L’invisibilisation de son travail

Lorsque la polémique éclate, Lirjeta Maxhuni tente de comprendre, puis de réagir. L’ingénieur mis en cause ne la contacte pas directement. Il répond seulement à certains commentaires publics, avec une stratégie déroutante. « Il dit que ce n’est pas du plagiat, que je suis une intelligence artificielle, que mon projet n’existe pas ». Elle documente ces échanges par captures d’écran. « Il explique que relayer mon travail, c’est relayer de fausses informations ». Une inversion des rôles qui sidère. « C’est quand même l’histoire à l’envers », résume-t-elle.
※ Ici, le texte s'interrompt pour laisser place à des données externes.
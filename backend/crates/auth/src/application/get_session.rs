//! Get Session Use Case
//!
//! Resolves the current session from the signed cookie. A fresh snapshot
//! answers straight from the cookie; a stale one revalidates against
//! storage and reissues the cookie so role changes and bans propagate.
//!
//! Missing or invalid sessions resolve to `Ok(None)`, never an error, so
//! callers can always fall through to "not signed in".

use std::sync::Arc;

use chrono::{DateTime, Utc};
use kernel::id::UserId;

use crate::application::config::AuthConfig;
use crate::application::cookie_cache::{self, SessionCachePayload};
use crate::domain::repository::{SessionRepository, UserRepository};
use crate::domain::value_object::UserRole;
use crate::error::AuthResult;

/// A resolved view of the signed-in user, cheap to clone into handlers.
#[derive(Debug, Clone, PartialEq)]
pub struct SessionView {
    pub token: String,
    pub user_id: UserId,
    pub role: UserRole,
    pub expires_at_ms: i64,
    pub impersonated_by: Option<UserId>,
}

impl SessionView {
    pub fn is_admin(&self) -> bool {
        self.role.is_admin()
    }

    pub fn is_impersonated(&self) -> bool {
        self.impersonated_by.is_some()
    }
}

/// Resolution result: the view plus a reissued cookie when the snapshot
/// was refreshed.
#[derive(Debug, Clone)]
pub struct ResolvedSession {
    pub view: SessionView,
    /// Set when the caller must reissue the session cookie
    pub refreshed_cookie: Option<String>,
}

/// Get session use case
pub struct GetSessionUseCase<U, S>
where
    U: UserRepository,
    S: SessionRepository,
{
    user_repo: Arc<U>,
    session_repo: Arc<S>,
    config: Arc<AuthConfig>,
}

impl<U, S> GetSessionUseCase<U, S>
where
    U: UserRepository,
    S: SessionRepository,
{
    pub fn new(user_repo: Arc<U>, session_repo: Arc<S>, config: Arc<AuthConfig>) -> Self {
        Self {
            user_repo,
            session_repo,
            config,
        }
    }

    pub async fn execute(&self, cookie_value: Option<&str>) -> AuthResult<Option<ResolvedSession>> {
        self.execute_at(cookie_value, Utc::now()).await
    }

    /// Resolution with an explicit clock, for tests.
    pub async fn execute_at(
        &self,
        cookie_value: Option<&str>,
        now: DateTime<Utc>,
    ) -> AuthResult<Option<ResolvedSession>> {
        let Some(value) = cookie_value else {
            return Ok(None);
        };
        let Some(payload) = cookie_cache::open(value, &self.config.session_secret) else {
            return Ok(None);
        };

        let now_ms = now.timestamp_millis();
        if payload.banned || payload.session_expired(now_ms) {
            return Ok(None);
        }

        let age = payload.age_ms(now_ms);
        if age < self.config.cache_refresh_age_ms() && age < self.config.cache_max_age_ms() {
            return Ok(Some(ResolvedSession {
                view: view_from_payload(&payload),
                refreshed_cookie: None,
            }));
        }

        self.revalidate(payload, now).await
    }

    async fn revalidate(
        &self,
        payload: SessionCachePayload,
        now: DateTime<Utc>,
    ) -> AuthResult<Option<ResolvedSession>> {
        let Some(mut session) = self.session_repo.find_by_token(&payload.token).await? else {
            return Ok(None);
        };
        if session.is_expired(now) {
            self.session_repo.delete_by_token(&session.token).await?;
            return Ok(None);
        }

        let Some(user) = self.user_repo.find_by_id(&session.user_id).await? else {
            self.session_repo.delete_by_token(&session.token).await?;
            return Ok(None);
        };
        if user.is_banned(now) {
            self.session_repo.delete_all_for_user(&user.user_id).await?;
            return Ok(None);
        }

        if session.needs_refresh(now, self.config.update_age()) {
            session.extend(self.config.session_ttl());
            self.session_repo.update(&session).await?;
        }

        let fresh = SessionCachePayload {
            token: session.token.clone(),
            user_id: user.user_id.into_uuid(),
            role: user.role,
            banned: false,
            expires_at_ms: session.expires_at.timestamp_millis(),
            impersonated_by: session.impersonated_by.map(|id| id.into_uuid()),
            issued_at_ms: now.timestamp_millis(),
        };
        let cookie = cookie_cache::seal(&fresh, &self.config.session_secret);

        Ok(Some(ResolvedSession {
            view: view_from_payload(&fresh),
            refreshed_cookie: Some(cookie),
        }))
    }
}

fn view_from_payload(payload: &SessionCachePayload) -> SessionView {
    SessionView {
        token: payload.token.clone(),
        user_id: UserId::from_uuid(payload.user_id),
        role: payload.role,
        expires_at_ms: payload.expires_at_ms,
        impersonated_by: payload.impersonated_by.map(UserId::from_uuid),
    }
}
Présenté par plusieurs médias comme inédit, le projet porté par l’ingénieur suscite rapidement de vives réactions sur les réseaux sociaux. De nombreux internautes soulignent alors les similitudes avec le travail de Lirjeta Maxhuni.Sur les réseaux sociaux, la mobilisation est forte. « Des milliers de personnes ont tagué les médias pendant plusieurs jours ». Certaines pages rectifient, d’autres suppriment simplement leurs publications. « Mais beaucoup n’ont jamais répondu.».

Un travail exigeant

Contrairement au projet médiatisé, Lirjeta Maxhuni insiste sur la durée et la rigueur de son travail. « Je suis passée par une dizaine de prototypes ». La designer collabore depuis longtemps avec des gynécologues et des patientes. Aujourd’hui, le projet entre dans une phase décisive. « Je viens de recevoir une première production de 30 tenues pour une phase de test en cabinet ». Elle observe, en parallèle, le projet concurrent. « Je n’ai trouvé aucune recherche, aucun développement », affirme-t-elle. Sur le site, beaucoup d’éléments lui semblent générés par intelligence artificielle. « Il y a aussi des erreurs importantes, notamment des statistiques fausses sur la santé féminine ».

La blouse gynécologique conçue par Lirjeta Maxhuni est pensée pour être utilisée directement en consultation. « L’idée, c’est que ce soient les gynécologues qui achètent la blouse et la mettent à disposition ». Les patientes peuvent choisir de l’utiliser ou non, mais savent qu’elle existe. L’objectif est de préserver l’intimité, améliorer le vécu des examens, physiquement et psychologiquement. « Que les examens se passent différemment, et mieux ». Le dernier prototype est en coton 100 % bio, un choix fait après des essais. « Le coton est plus adapté en termes d’hygiène et de nettoyage ».

Produite en Suisse, la blouse a un coût. « Pour une petite production, on est à 55 francs par tenue ». Jusqu’ici, les concours et financements ont permis de soutenir la recherche et la première fabrication. « Après la phase de test, il faudra trouver des financements plus importants ». À 27 ans, Lirjeta Maxhuni poursuit son travail, malgré la violence symbolique de cette affaire. « Ce qui m’a fait le plus de peine, c’est de travailler pendant quatre ans dans mon coin, et de voir quelqu’un arriver sans recherche, sans développement, et être mis en avant ». Une histoire tristement familière. « C’est encore une fois la question de la visibilité des femmes, reprises par des hommes qui arrivent derrière », conclut-elle.